We’ve all seen the iconic image of the helicopter on a roof that final day, but few people know of the bravery of so many American men and women whose loyalty and heroism saved the lives of a great many at-risk South Vietnamese. Amidst one our country’s most shameful moments, there was no shortage of courage. It actually makes you feel proud for a moment in Vietnam — which is profound, in and of itself.
By the time 1975 came around, there were very few good options available to the U.S. government as to what to do. So what that says to me is that the time to make smart and strategic choices is before you get into a war. Once you get in, war can take on its own momentum and go in a whole range of directions that you cannot control. I think that’s an important lesson.
I think the story also raises questions about our responsibility to people on the ground when we leave. Because when we left on April 29, 1975, we were out of there. We left behind Dam Pham, [Lieutenant, South Vietnamese Navy], who worked with us, whom we promised to get out. He ended up spending thirteen years in a re-education camp, and we didn’t even think twice about it. In the end, I think it is a reminder of the human cost of war on a basic level.

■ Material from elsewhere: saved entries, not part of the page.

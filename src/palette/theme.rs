//! Theme strategies for filtering and scoring swatches
//!
//! A theme expresses extraction intent: admit or reject a swatch, and score
//! the admitted ones in [0, 1] so palette selection can prefer the swatches
//! that best fit the intent. Strategies are small trait objects so callers
//! can supply their own.

use serde::{Deserialize, Serialize};

use crate::constants::theme::{LIGHTNESS_SPLIT, MAX_CHROMA, VIVID_CHROMA_THRESHOLD};
use crate::palette::Swatch;

/// Filter and score swatches by extraction intent
pub trait Theme {
    /// Admit or reject a swatch
    fn filter(&self, swatch: &Swatch) -> bool;

    /// Score an admitted swatch; higher is better, range [0, 1]
    fn score(&self, swatch: &Swatch) -> f64;
}

/// Chroma normalized into [0, 1] against the working chroma ceiling
fn normalized_chroma(swatch: &Swatch) -> f64 {
    (swatch.color.chroma() / MAX_CHROMA).clamp(0.0, 1.0)
}

/// Admits everything with a flat score
pub struct Basic;

impl Theme for Basic {
    fn filter(&self, _swatch: &Swatch) -> bool {
        true
    }

    fn score(&self, _swatch: &Swatch) -> f64 {
        1.0
    }
}

/// Prefers saturated colors
pub struct Vivid;

impl Theme for Vivid {
    fn filter(&self, swatch: &Swatch) -> bool {
        normalized_chroma(swatch) >= VIVID_CHROMA_THRESHOLD
    }

    fn score(&self, swatch: &Swatch) -> f64 {
        normalized_chroma(swatch)
    }
}

/// Prefers washed-out colors
pub struct Muted;

impl Theme for Muted {
    fn filter(&self, swatch: &Swatch) -> bool {
        normalized_chroma(swatch) < VIVID_CHROMA_THRESHOLD
    }

    fn score(&self, swatch: &Swatch) -> f64 {
        1.0 - normalized_chroma(swatch)
    }
}

/// Prefers bright colors
pub struct Light;

impl Theme for Light {
    fn filter(&self, swatch: &Swatch) -> bool {
        swatch.color.lightness() > LIGHTNESS_SPLIT
    }

    fn score(&self, swatch: &Swatch) -> f64 {
        swatch.color.lightness() / 100.0
    }
}

/// Prefers dark colors
pub struct Dark;

impl Theme for Dark {
    fn filter(&self, swatch: &Swatch) -> bool {
        swatch.color.lightness() <= LIGHTNESS_SPLIT
    }

    fn score(&self, swatch: &Swatch) -> f64 {
        1.0 - swatch.color.lightness() / 100.0
    }
}

/// Built-in strategy selector for the options surface
#[derive(Debug, Clone, Copy, PartialEq, Eq, Default, Serialize, Deserialize)]
#[serde(rename_all = "snake_case")]
pub enum ThemeName {
    #[default]
    Basic,
    Vivid,
    Muted,
    Light,
    Dark,
}

impl ThemeName {
    /// Instantiate the named strategy
    pub fn strategy(self) -> Box<dyn Theme> {
        match self {
            ThemeName::Basic => Box::new(Basic),
            ThemeName::Vivid => Box::new(Vivid),
            ThemeName::Muted => Box::new(Muted),
            ThemeName::Light => Box::new(Light),
            ThemeName::Dark => Box::new(Dark),
        }
    }
}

At around the same time as I was researching all of this, the New York Times published a series of stories, including a moving Op-Doc by filmmaker Beth Murphy, about how former Iraqi employees of the U.S. government were being targeted for assassination. History may not repeat itself, but it certainly does echo. As I read those stories it occurred to me: if I made this film, it wouldn’t be just a historical documentary, it would be a living, breathing history lesson of keen relevance today.
Top Image: Aboard the USS Kirk, crew members signal the Chinook to hover over the deck and drop its passengers out. April 29, 1975. Photo courtesy of Hugh Doyle.